SOURCE DATA:

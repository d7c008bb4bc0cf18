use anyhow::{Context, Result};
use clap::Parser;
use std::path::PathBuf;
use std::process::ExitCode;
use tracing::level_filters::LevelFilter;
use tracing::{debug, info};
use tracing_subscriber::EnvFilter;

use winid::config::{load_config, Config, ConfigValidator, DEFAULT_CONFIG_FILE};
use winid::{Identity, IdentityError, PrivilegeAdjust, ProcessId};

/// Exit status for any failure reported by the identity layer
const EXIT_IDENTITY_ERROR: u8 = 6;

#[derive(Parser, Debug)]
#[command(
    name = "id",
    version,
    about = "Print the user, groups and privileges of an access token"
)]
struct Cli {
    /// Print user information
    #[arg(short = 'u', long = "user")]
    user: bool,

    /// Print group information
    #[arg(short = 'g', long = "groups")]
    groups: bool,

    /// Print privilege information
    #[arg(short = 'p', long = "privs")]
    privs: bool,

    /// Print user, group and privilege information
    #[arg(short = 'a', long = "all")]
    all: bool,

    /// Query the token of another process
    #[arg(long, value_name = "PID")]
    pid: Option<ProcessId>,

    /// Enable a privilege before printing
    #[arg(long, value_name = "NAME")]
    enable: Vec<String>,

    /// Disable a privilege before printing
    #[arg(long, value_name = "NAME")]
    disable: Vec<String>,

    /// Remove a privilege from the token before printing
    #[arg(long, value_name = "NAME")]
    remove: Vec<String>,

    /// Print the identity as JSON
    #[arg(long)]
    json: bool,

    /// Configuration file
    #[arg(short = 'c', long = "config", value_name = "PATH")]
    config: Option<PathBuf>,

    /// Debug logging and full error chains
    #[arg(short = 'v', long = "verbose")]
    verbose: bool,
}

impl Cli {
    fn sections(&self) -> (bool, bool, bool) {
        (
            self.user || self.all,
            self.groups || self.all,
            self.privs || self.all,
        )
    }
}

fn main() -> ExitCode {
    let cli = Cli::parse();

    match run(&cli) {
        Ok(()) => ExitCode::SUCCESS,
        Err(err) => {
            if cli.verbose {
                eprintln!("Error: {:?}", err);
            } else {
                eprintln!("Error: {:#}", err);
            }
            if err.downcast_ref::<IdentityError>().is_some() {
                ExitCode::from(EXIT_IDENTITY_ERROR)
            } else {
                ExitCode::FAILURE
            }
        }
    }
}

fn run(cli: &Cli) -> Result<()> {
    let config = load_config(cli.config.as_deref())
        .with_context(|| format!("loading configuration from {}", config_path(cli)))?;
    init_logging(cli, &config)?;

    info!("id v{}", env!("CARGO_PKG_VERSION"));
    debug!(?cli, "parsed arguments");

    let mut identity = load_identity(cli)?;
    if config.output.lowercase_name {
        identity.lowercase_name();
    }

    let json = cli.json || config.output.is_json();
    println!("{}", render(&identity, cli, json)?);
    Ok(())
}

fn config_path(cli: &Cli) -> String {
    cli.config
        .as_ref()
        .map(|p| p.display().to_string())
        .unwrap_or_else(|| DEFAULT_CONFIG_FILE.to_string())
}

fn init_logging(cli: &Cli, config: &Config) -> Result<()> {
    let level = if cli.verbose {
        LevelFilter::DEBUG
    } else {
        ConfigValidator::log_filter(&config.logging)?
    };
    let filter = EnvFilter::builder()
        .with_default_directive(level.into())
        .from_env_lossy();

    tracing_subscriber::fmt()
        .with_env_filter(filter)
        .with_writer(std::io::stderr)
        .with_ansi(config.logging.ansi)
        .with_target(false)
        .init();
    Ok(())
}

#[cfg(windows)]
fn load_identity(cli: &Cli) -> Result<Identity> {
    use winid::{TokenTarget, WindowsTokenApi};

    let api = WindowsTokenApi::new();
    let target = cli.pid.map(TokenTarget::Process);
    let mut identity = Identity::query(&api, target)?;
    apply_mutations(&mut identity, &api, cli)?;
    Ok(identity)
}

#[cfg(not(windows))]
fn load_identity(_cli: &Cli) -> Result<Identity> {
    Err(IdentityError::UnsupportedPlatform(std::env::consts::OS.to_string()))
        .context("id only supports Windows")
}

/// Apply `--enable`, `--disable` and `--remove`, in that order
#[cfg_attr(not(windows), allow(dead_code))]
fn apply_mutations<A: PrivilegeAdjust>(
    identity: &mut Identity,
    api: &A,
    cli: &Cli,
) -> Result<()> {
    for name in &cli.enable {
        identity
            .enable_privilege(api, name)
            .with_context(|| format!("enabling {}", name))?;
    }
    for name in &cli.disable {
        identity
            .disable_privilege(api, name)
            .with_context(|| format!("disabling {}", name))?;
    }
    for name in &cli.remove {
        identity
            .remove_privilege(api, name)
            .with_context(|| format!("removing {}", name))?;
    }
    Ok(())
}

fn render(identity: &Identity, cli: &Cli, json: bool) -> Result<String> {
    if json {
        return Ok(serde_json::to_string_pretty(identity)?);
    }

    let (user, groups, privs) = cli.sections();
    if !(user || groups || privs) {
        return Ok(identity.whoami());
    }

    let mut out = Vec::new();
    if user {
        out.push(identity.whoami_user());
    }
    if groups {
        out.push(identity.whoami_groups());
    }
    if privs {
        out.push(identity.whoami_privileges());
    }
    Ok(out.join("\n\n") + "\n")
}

EXERCISE BRIEF:
Your task is to transcribe each record faithfully and in full.

RESULT FOR THIS EXERCISE:
repository d7c008bb4bc0cf18
use anyhow::{Context, Result};
use clap::Parser;
use std::path::PathBuf;
use std::process::ExitCode;
use tracing::level_filters::LevelFilter;
use tracing::{debug, info};
use tracing_subscriber::EnvFilter;

use winid::config::{load_config, Config, ConfigValidator, DEFAULT_CONFIG_FILE};
use winid::{Identity, IdentityError, PrivilegeAdjust, ProcessId};

/// Exit status for any failure reported by the identity layer
const EXIT_IDENTITY_ERROR: u8 = 6;

#[derive(Parser, Debug)]
#[command(
    name = "id",
    version,
    about = "Print the user, groups and privileges of an access token"
)]
struct Cli {
    /// Print user information
    #[arg(short = 'u', long = "user")]
    user: bool,

    /// Print group information
    #[arg(short = 'g', long = "groups")]
    groups: bool,

    /// Print privilege information
    #[arg(short = 'p', long = "privs")]
    privs: bool,

    /// Print user, group and privilege information
    #[arg(short = 'a', long = "all")]
    all: bool,

    /// Query the token of another process
    #[arg(long, value_name = "PID")]
    pid: Option<ProcessId>,

    /// Enable a privilege before printing
    #[arg(long, value_name = "NAME")]
    enable: Vec<String>,

    /// Disable a privilege before printing
    #[arg(long, value_name = "NAME")]
    disable: Vec<String>,

    /// Remove a privilege from the token before printing
    #[arg(long, value_name = "NAME")]
    remove: Vec<String>,

    /// Print the identity as JSON
    #[arg(long)]
    json: bool,

    /// Configuration file
    #[arg(short = 'c', long = "config", value_name = "PATH")]
    config: Option<PathBuf>,

    /// Debug logging and full error chains
    #[arg(short = 'v', long = "verbose")]
    verbose: bool,
}

impl Cli {
    fn sections(&self) -> (bool, bool, bool) {
        (
            self.user || self.all,
            self.groups || self.all,
            self.privs || self.all,
        )
    }
}

fn main() -> ExitCode {
    let cli = Cli::parse();

    match run(&cli) {
        Ok(()) => ExitCode::SUCCESS,
        Err(err) => {
            if cli.verbose {
                eprintln!("Error: {:?}", err);
            } else {
                eprintln!("Error: {:#}", err);
            }
            if err.downcast_ref::<IdentityError>().is_some() {
                ExitCode::from(EXIT_IDENTITY_ERROR)
            } else {
                ExitCode::FAILURE
            }
        }
    }
}

fn run(cli: &Cli) -> Result<()> {
    let config = load_config(cli.config.as_deref())
        .with_context(|| format!("loading configuration from {}", config_path(cli)))?;
    init_logging(cli, &config)?;

    info!("id v{}", env!("CARGO_PKG_VERSION"));
    debug!(?cli, "parsed arguments");

    let mut identity = load_identity(cli)?;
    if config.output.lowercase_name {
        identity.lowercase_name();
    }

    let json = cli.json || config.output.is_json();
    println!("{}", render(&identity, cli, json)?);
    Ok(())
}

fn config_path(cli: &Cli) -> String {
    cli.config
        .as_ref()
        .map(|p| p.display().to_string())
        .unwrap_or_else(|| DEFAULT_CONFIG_FILE.to_string())
}

fn init_logging(cli: &Cli, config: &Config) -> Result<()> {
    let level = if cli.verbose {
        LevelFilter::DEBUG
    } else {
        ConfigValidator::log_filter(&config.logging)?
    };
    let filter = EnvFilter::builder()
        .with_default_directive(level.into())
        .from_env_lossy();

    tracing_subscriber::fmt()
        .with_env_filter(filter)
        .with_writer(std::io::stderr)
        .with_ansi(config.logging.ansi)
        .with_target(false)
        .init();
    Ok(())
}

#[cfg(windows)]
fn load_identity(cli: &Cli) -> Result<Identity> {
    use winid::{TokenTarget, WindowsTokenApi};

    let api = WindowsTokenApi::new();
    let target = cli.pid.map(TokenTarget::Process);
    let mut identity = Identity::query(&api, target)?;
    apply_mutations(&mut identity, &api, cli)?;
    Ok(identity)
}

#[cfg(not(windows))]
fn load_identity(_cli: &Cli) -> Result<Identity> {
    Err(IdentityError::UnsupportedPlatform(std::env::consts::OS.to_string()))
        .context("id only supports Windows")
}

/// Apply `--enable`, `--disable` and `--remove`, in that order
#[cfg_attr(not(windows), allow(dead_code))]
fn apply_mutations<A: PrivilegeAdjust>(
    identity: &mut Identity,
    api: &A,
    cli: &Cli,
) -> Result<()> {
    for name in &cli.enable {
        identity
            .enable_privilege(api, name)
            .with_context(|| format!("enabling {}", name))?;
    }
    for name in &cli.disable {
        identity
            .disable_privilege(api, name)
            .with_context(|| format!("disabling {}", name))?;
    }
    for name in &cli.remove {
        identity
            .remove_privilege(api, name)
            .with_context(|| format!("removing {}", name))?;
    }
    Ok(())
}

fn render(identity: &Identity, cli: &Cli, json: bool) -> Result<String> {
    if json {
        return Ok(serde_json::to_string_pretty(identity)?);
    }

    let (user, groups, privs) = cli.sections();
    if !(user || groups || privs) {
        return Ok(identity.whoami());
    }

    let mut out = Vec::new();
    if user {
        out.push(identity.whoami_user());
    }
    if groups {
        out.push(identity.whoami_groups());
    }
    if privs {
        out.push(identity.whoami_privileges());
    }
    Ok(out.join("\n\n") + "\n")
}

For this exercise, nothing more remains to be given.